(Data items)
—————

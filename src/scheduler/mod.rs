//! Countdown to the next local midnight.
//!
//! The scheduler is a tick-driven state machine. It owns no thread and never
//! sleeps: the caller arms it with [`DayBoundaryScheduler::start`] and then
//! calls [`DayBoundaryScheduler::tick`] once per interval.
//!
//! ## State Transitions
//!
//! ```text
//! Idle -> Counting -> (tick ... tick) -> Idle   (expired, callbacks run)
//!            \-> stop() -> Idle
//! ```
//!
//! At most one timer is armed at a time. Every arm gets a fresh [`TimerId`],
//! so a driver holding an old id can tell it has been superseded.
//!
//! Time is measured between instants, not wall-clock readings, so a day with
//! a daylight saving change counts down 23 or 25 hours.

use crate::constants;
use crate::journal_core::DayKey;
use chrono::{DateTime, Duration, Local, LocalResult, NaiveDateTime, TimeZone, Utc};
use std::cell::Cell;
use std::fmt;
use std::rc::Rc;
use tracing::{debug, info};

/// Wall-clock readings skipped by a forward clock change are searched in steps
/// of this many minutes.
const GAP_STEP_MINUTES: i64 = 15;
/// Covers a whole skipped day.
const GAP_SEARCH_STEPS: usize = 4 * 25;

/// Source of the current instant and the zone it is read in.
pub trait Clock {
    type Zone: TimeZone;

    /// The current instant in the clock's zone.
    fn now(&self) -> DateTime<Self::Zone>;

    /// The current local day.
    fn today(&self) -> DayKey {
        DayKey::from(self.now().date_naive())
    }
}

/// The system clock in the local time zone.
#[derive(Debug, Clone, Copy, Default)]
pub struct SystemClock;

impl Clock for SystemClock {
    type Zone = Local;

    fn now(&self) -> DateTime<Local> {
        Local::now()
    }
}

/// A clock that only moves when told to.
///
/// Clones share the same time, so a test can keep one handle and give another
/// to the code under test. [`advance`](Self::advance) lets real time pass;
/// [`set`](Self::set) changes what the wall clock reads.
#[derive(Debug, Clone)]
pub struct ManualClock<Tz: TimeZone = Utc> {
    zone: Tz,
    utc: Rc<Cell<NaiveDateTime>>,
}

impl ManualClock {
    /// A UTC clock, where wall time and elapsed time always agree.
    pub fn new(now: NaiveDateTime) -> Self {
        Self::in_zone(Utc, now)
    }
}

impl<Tz: TimeZone> ManualClock<Tz> {
    /// A clock in `zone` whose wall clock reads `local`.
    pub fn in_zone(zone: Tz, local: NaiveDateTime) -> Self {
        let utc = resolve_local(&zone, local).naive_utc();
        ManualClock {
            zone,
            utc: Rc::new(Cell::new(utc)),
        }
    }

    pub fn set(&self, local: NaiveDateTime) {
        self.utc.set(resolve_local(&self.zone, local).naive_utc());
    }

    pub fn advance(&self, by: Duration) {
        self.utc.set(self.utc.get() + by);
    }
}

impl<Tz: TimeZone> Clock for ManualClock<Tz> {
    type Zone = Tz;

    fn now(&self) -> DateTime<Tz> {
        self.zone.from_utc_datetime(&self.utc.get())
    }
}

/// Identifies one arming of the scheduler.
#[derive(Debug, Clone, Copy, PartialEq, Eq, Hash)]
pub struct TimerId(u64);

#[derive(Debug, Clone, Copy, PartialEq, Eq)]
pub enum SchedulerState {
    Idle,
    Counting { remaining: Duration, timer: TimerId },
}

/// Outcome of a single tick.
#[derive(Debug, Clone, Copy, PartialEq, Eq)]
pub enum Tick {
    /// Nothing is armed.
    Idle,
    /// Still counting; the time left until midnight.
    Counting(Duration),
    /// The countdown reached zero on this tick.
    Expired,
}

/// Counts down to the next local midnight and announces it.
pub struct DayBoundaryScheduler {
    state: SchedulerState,
    interval: Duration,
    next_timer: u64,
    on_expire: Vec<Box<dyn FnMut()>>,
}

impl fmt::Debug for DayBoundaryScheduler {
    fn fmt(&self, f: &mut fmt::Formatter<'_>) -> fmt::Result {
        f.debug_struct("DayBoundaryScheduler")
            .field("state", &self.state)
            .field("interval", &self.interval)
            .field("on_expire", &self.on_expire.len())
            .finish()
    }
}

impl Default for DayBoundaryScheduler {
    fn default() -> Self {
        Self::new()
    }
}

impl DayBoundaryScheduler {
    /// An idle scheduler ticking once per second.
    pub fn new() -> Self {
        Self::with_interval(Duration::seconds(constants::TICK_INTERVAL_SECS))
    }

    /// An idle scheduler whose ticks each consume `interval`.
    pub fn with_interval(interval: Duration) -> Self {
        DayBoundaryScheduler {
            state: SchedulerState::Idle,
            interval,
            next_timer: 0,
            on_expire: Vec::new(),
        }
    }

    // ── Queries ──────────────────────────────────────────────────────

    pub fn state(&self) -> SchedulerState {
        self.state
    }

    pub fn interval(&self) -> Duration {
        self.interval
    }

    /// The armed timer, if any.
    pub fn active_timer(&self) -> Option<TimerId> {
        match self.state {
            SchedulerState::Counting { timer, .. } => Some(timer),
            SchedulerState::Idle => None,
        }
    }

    /// Time left until midnight while counting.
    pub fn time_remaining(&self) -> Option<Duration> {
        match self.state {
            SchedulerState::Counting { remaining, .. } => Some(remaining),
            SchedulerState::Idle => None,
        }
    }

    // ── Commands ─────────────────────────────────────────────────────

    /// Registers a callback run every time the countdown expires.
    pub fn on_expire(&mut self, callback: Box<dyn FnMut()>) {
        self.on_expire.push(callback);
    }

    /// Arms a countdown from `now` to the next midnight in its zone.
    ///
    /// Any countdown already running is cancelled first.
    pub fn start<Tz: TimeZone>(&mut self, now: DateTime<Tz>) -> TimerId {
        self.stop();

        self.next_timer += 1;
        let timer = TimerId(self.next_timer);
        let remaining = next_local_midnight(&now) - now;
        self.state = SchedulerState::Counting { remaining, timer };

        debug!(
            "Armed day-boundary timer {:?}, {} until midnight",
            timer,
            format_countdown(remaining)
        );
        timer
    }

    /// Cancels the countdown. Calling it while idle does nothing.
    pub fn stop(&mut self) {
        if let SchedulerState::Counting { timer, .. } = self.state {
            debug!("Cancelled day-boundary timer {:?}", timer);
            self.state = SchedulerState::Idle;
        }
    }

    /// Advances the armed countdown by one interval.
    pub fn tick(&mut self) -> Tick {
        match self.state {
            SchedulerState::Idle => Tick::Idle,
            SchedulerState::Counting { remaining, timer } => {
                let remaining = remaining - self.interval;
                if remaining <= Duration::zero() {
                    self.expire(timer);
                    Tick::Expired
                } else {
                    self.state = SchedulerState::Counting { remaining, timer };
                    Tick::Counting(remaining)
                }
            }
        }
    }

    /// Like [`tick`](Self::tick), but only if `timer` is still the armed one.
    ///
    /// A superseded or cancelled id ticks nothing and reports `Tick::Idle`.
    pub fn tick_for(&mut self, timer: TimerId) -> Tick {
        if self.active_timer() == Some(timer) {
            self.tick()
        } else {
            Tick::Idle
        }
    }

    fn expire(&mut self, timer: TimerId) {
        self.state = SchedulerState::Idle;
        info!("Day boundary reached (timer {:?})", timer);
        for callback in self.on_expire.iter_mut() {
            callback();
        }
    }
}

/// The first instant of the calendar day after `now`, in `now`'s zone.
///
/// # Examples
///
/// ```
/// use chrono::{TimeZone, Utc};
/// use daybook::scheduler::next_local_midnight;
///
/// let now = Utc.with_ymd_and_hms(2024, 12, 31, 23, 0, 0).unwrap();
/// let midnight = Utc.with_ymd_and_hms(2025, 1, 1, 0, 0, 0).unwrap();
/// assert_eq!(next_local_midnight(&now), midnight);
/// ```
pub fn next_local_midnight<Tz: TimeZone>(now: &DateTime<Tz>) -> DateTime<Tz> {
    let zone = now.timezone();
    match now
        .date_naive()
        .succ_opt()
        .and_then(|tomorrow| tomorrow.and_hms_opt(0, 0, 0))
    {
        Some(midnight) => resolve_local(&zone, midnight),
        None => zone.from_utc_datetime(&NaiveDateTime::MAX),
    }
}

/// The instant at which the wall clock in `zone` reads `local`.
///
/// A reading that happens twice (clocks turned back) resolves to the earlier
/// instant. A reading that never happens (clocks turned forward) resolves to
/// the first instant after the gap.
pub fn resolve_local<Tz: TimeZone>(zone: &Tz, local: NaiveDateTime) -> DateTime<Tz> {
    let mut reading = local;
    for _ in 0..GAP_SEARCH_STEPS {
        match zone.from_local_datetime(&reading) {
            LocalResult::Single(instant) => return instant,
            LocalResult::Ambiguous(earliest, _) => return earliest,
            LocalResult::None => {
                match reading.checked_add_signed(Duration::minutes(GAP_STEP_MINUTES)) {
                    Some(later) => reading = later,
                    None => break,
                }
            }
        }
    }
    zone.from_utc_datetime(&local)
}

/// Formats a countdown as `HH:MM:SS`. Anything not positive is `00:00:00`.
///
/// ```
/// use chrono::Duration;
/// use daybook::scheduler::format_countdown;
///
/// assert_eq!(format_countdown(Duration::seconds(3_725)), "01:02:05");
/// assert_eq!(format_countdown(Duration::seconds(-4)), "00:00:00");
/// ```
pub fn format_countdown(remaining: Duration) -> String {
    if remaining <= Duration::zero() {
        return "00:00:00".to_string();
    }
    let total = remaining.num_seconds();
    let hours = total / 3_600;
    let minutes = (total % 3_600) / 60;
    let seconds = total % 60;
    format!("{:02}:{:02}:{:02}", hours, minutes, seconds)
}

—————

> [What you need to do]
Write out, from the lines above, only those from the line with "pub fn new(now: NaiveDateTime)" to the line with "pub fn set(&self, local: NaiveDateTime)", exactly as given, including the first and the last.

> [Problem solution]
    pub fn new(now: NaiveDateTime) -> Self {
        Self::in_zone(Utc, now)
    }
}

impl<Tz: TimeZone> ManualClock<Tz> {
    /// A clock in `zone` whose wall clock reads `local`.
    pub fn in_zone(zone: Tz, local: NaiveDateTime) -> Self {
        let utc = resolve_local(&zone, local).naive_utc();
        ManualClock {
            zone,
            utc: Rc::new(Cell::new(utc)),
        }
    }

    pub fn set(&self, local: NaiveDateTime) {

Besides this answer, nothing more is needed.